I could feel his apology reach backward in time, to embrace Gracie and me, without him, on the day she was born.
19
“Let’s pretend we’re in Hawaii,” I said. “Hawaii is lucky and warm.” Brian and I were sitting at the lonely end of Stinson Beach, where it nearly touches Bolinas. It was getting dark, and we were shivering. It had been over three months since we’d sent Gabriel’s cord blood for analysis to determine whether it was a match for Gracie. Brian didn’t look convinced that pretending we were in Hawaii would have a direct effect on Gabe’s matching outcome, but he did offer me a bag of almonds we’d packed as a snack: “Care for a macadamia nut?”
We were staying at my mom’s cottage near the ocean. She’d bought it for a song years ago and now rented it out by the weekend to supplement her income. People drove from San Francisco and paid all kinds of money to fall asleep to the sound of waves. She’d offered us this place for a whole week. To be nice, to take our minds off waiting. We were lucky; but I didn’t feel lucky. I felt sick with the possibility that Gabriel’s cells, being split and analyzed, would reveal not only an incompatibility with Gracie’s but also some scary, hitherto undetected, defect of their own.
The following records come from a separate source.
//! Pixel-level building blocks for the filter pipeline: convolution with
//! reflected borders, Gaussian kernels, and HSV conversion.

use image::{Rgb, RgbImage};

/// Map an out-of-range coordinate back into `0..len` by mirroring around the
/// edge pixels without repeating them (`dcb|abcd|cba`).
fn reflect_101(mut i: i64, len: i64) -> u32 {
    if len == 1 {
        return 0;
    }
    while i < 0 || i >= len {
        if i < 0 {
            i = -i;
        }
        if i >= len {
            i = 2 * (len - 1) - i;
        }
    }
    i as u32
}

fn saturate(v: f32) -> u8 {
    v.round().clamp(0.0, 255.0) as u8
}

/// Convolve every channel with a 3x3 kernel (row-major).
pub fn convolve_3x3(image: &RgbImage, kernel: &[f32; 9]) -> RgbImage {
    let (width, height) = image.dimensions();
    let (w, h) = (i64::from(width), i64::from(height));

    RgbImage::from_fn(width, height, |x, y| {
        let mut acc = [0.0f32; 3];
        for ky in 0..3i64 {
            for kx in 0..3i64 {
                let weight = kernel[(ky * 3 + kx) as usize];
                if weight == 0.0 {
                    continue;
                }
                let sx = reflect_101(i64::from(x) + kx - 1, w);
                let sy = reflect_101(i64::from(y) + ky - 1, h);
                let px = image.get_pixel(sx, sy);
                for c in 0..3 {
                    acc[c] += weight * f32::from(px[c]);
                }
            }
        }
        Rgb([saturate(acc[0]), saturate(acc[1]), saturate(acc[2])])
    })
}

/// Sigma used for a Gaussian of the given (odd) size when none is requested.
pub fn sigma_for_kernel(ksize: u32) -> f32 {
    0.3 * ((ksize as f32 - 1.0) * 0.5 - 1.0) + 0.8
}

/// Normalized 1-D Gaussian weights of length `ksize`.
pub fn gaussian_kernel(ksize: u32) -> Vec<f32> {
    let sigma = sigma_for_kernel(ksize);
    let center = (ksize as f32 - 1.0) / 2.0;
    let weights: Vec<f32> = (0..ksize)
        .map(|i| {
            let d = i as f32 - center;
            (-(d * d) / (2.0 * sigma * sigma)).exp()
        })
        .collect();
    let sum: f32 = weights.iter().sum();
    weights.into_iter().map(|w| w / sum).collect()
}

/// Separable Gaussian blur with an explicit odd kernel size.
pub fn gaussian_blur(image: &RgbImage, ksize: u32) -> RgbImage {
    let kernel = gaussian_kernel(ksize);
    let radius = i64::from(ksize / 2);
    let (width, height) = image.dimensions();
    let (w, h) = (i64::from(width), i64::from(height));

    // Horizontal pass into a float buffer keeps precision for the vertical pass.
    let mut horizontal = vec![[0.0f32; 3]; (width as usize) * (height as usize)];
    for y in 0..height {
        for x in 0..width {
            let mut acc = [0.0f32; 3];
            for (k, weight) in kernel.iter().enumerate() {
                let sx = reflect_101(i64::from(x) + k as i64 - radius, w);
                let px = image.get_pixel(sx, y);
                for c in 0..3 {
                    acc[c] += weight * f32::from(px[c]);
                }
            }
            horizontal[(y * width + x) as usize] = acc;
        }
    }

    RgbImage::from_fn(width, height, |x, y| {
        let mut acc = [0.0f32; 3];
        for (k, weight) in kernel.iter().enumerate() {
            let sy = reflect_101(i64::from(y) + k as i64 - radius, h);
            let px = horizontal[(sy * width + x) as usize];
            for c in 0..3 {
                acc[c] += weight * px[c];
            }
        }
        Rgb([saturate(acc[0]), saturate(acc[1]), saturate(acc[2])])
    })
}

/// RGB (0-255) to HSV with hue in degrees, saturation in 0..=1, value in 0..=255.
pub fn rgb_to_hsv(px: Rgb<u8>) -> (f32, f32, f32) {
    let [r, g, b] = px.0.map(f32::from);
    let max = r.max(g).max(b);
    let min = r.min(g).min(b);
    let delta = max - min;

    let hue = if delta == 0.0 {
        0.0
    } else if max == r {
        60.0 * ((g - b) / delta).rem_euclid(6.0)
    } else if max == g {
        60.0 * ((b - r) / delta + 2.0)
    } else {
        60.0 * ((r - g) / delta + 4.0)
    };
    let saturation = if max == 0.0 { 0.0 } else { delta / max };

    (hue, saturation, max)
}

/// Inverse of [`rgb_to_hsv`].
pub fn hsv_to_rgb(hue: f32, saturation: f32, value: f32) -> Rgb<u8> {
    let chroma = value * saturation;
    let h = (hue / 60.0).rem_euclid(6.0);
    let x = chroma * (1.0 - (h % 2.0 - 1.0).abs());
    let (r, g, b) = match h as u32 {
        0 => (chroma, x, 0.0),
        1 => (x, chroma, 0.0),
        2 => (0.0, chroma, x),
        3 => (0.0, x, chroma),
        4 => (x, 0.0, chroma),
        _ => (chroma, 0.0, x),
    };
    let m = value - chroma;
    Rgb([saturate(r + m), saturate(g + m), saturate(b + m)])
}

#[cfg(test)]
mod tests {
    use super::*;

    #[test]
    fn test_reflect_101() {
        assert_eq!(reflect_101(-1, 5), 1);
        assert_eq!(reflect_101(-2, 5), 2);
        assert_eq!(reflect_101(5, 5), 3);
        assert_eq!(reflect_101(2, 5), 2);
        assert_eq!(reflect_101(-7, 1), 0);
        // Radius larger than the image keeps bouncing until in range
        assert!(reflect_101(-12, 3) < 3);
    }

    #[test]
    fn test_gaussian_kernel_normalized_and_symmetric() {
        for ksize in [1, 3, 5, 11, 51] {
            let kernel = gaussian_kernel(ksize);
            assert_eq!(kernel.len(), ksize as usize);
            let sum: f32 = kernel.iter().sum();
            assert!((sum - 1.0).abs() < 1e-5);
            for i in 0..kernel.len() / 2 {
                assert!((kernel[i] - kernel[kernel.len() - 1 - i]).abs() < 1e-6);
            }
        }
    }

    #[test]
    fn test_flat_image_survives_convolution() {
        let flat = RgbImage::from_pixel(9, 7, Rgb([120, 80, 40]));
        let sharpen = [0.0, -1.0, 0.0, -1.0, 5.0, -1.0, 0.0, -1.0, 0.0];
        assert_eq!(convolve_3x3(&flat, &sharpen), flat);
        assert_eq!(gaussian_blur(&flat, 5), flat);
    }

    #[test]
    fn test_blur_spreads_a_single_bright_pixel() {
        let mut img = RgbImage::new(11, 11);
        img.put_pixel(5, 5, Rgb([255, 255, 255]));
        let blurred = gaussian_blur(&img, 5);
        assert!(blurred.get_pixel(5, 5)[0] < 255);
        assert!(blurred.get_pixel(6, 5)[0] > 0);
        assert_eq!(blurred.get_pixel(0, 0)[0], 0);
    }

    #[test]
    fn test_hsv_roundtrip() {
        for px in [
            Rgb([0, 0, 0]),
            Rgb([255, 255, 255]),
            Rgb([200, 30, 90]),
            Rgb([12, 250, 40]),
            Rgb([60, 70, 200]),
        ] {
            let (h, s, v) = rgb_to_hsv(px);
            assert_eq!(hsv_to_rgb(h, s, v), px);
        }
    }

    #[test]
    fn test_gray_has_zero_saturation() {
        let (_, s, v) = rgb_to_hsv(Rgb([128, 128, 128]));
        assert_eq!(s, 0.0);
        assert_eq!(v, 128.0);
    }
}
“Let’s go make sure the babies are still breathing,” I said. A passable joke in another family. We got up and dusted the sand off our butts and walked the fifty feet back into the cottage, where both babies were, happily, alive and napping.
By our fourth day out at Stinson, Gracie had made peace with the immutable fact that sand is inedible. She dug and threw, threw and dug, with the gusto of a dog allowed off leash. She showered us with fistfuls and laughed, bobbing her head. Gabriel slept in his carrier, on the sand, under a wavering circle of shade, dreaming of what, we had no idea, but his lids pulsed back and forth, ferocious dreamer.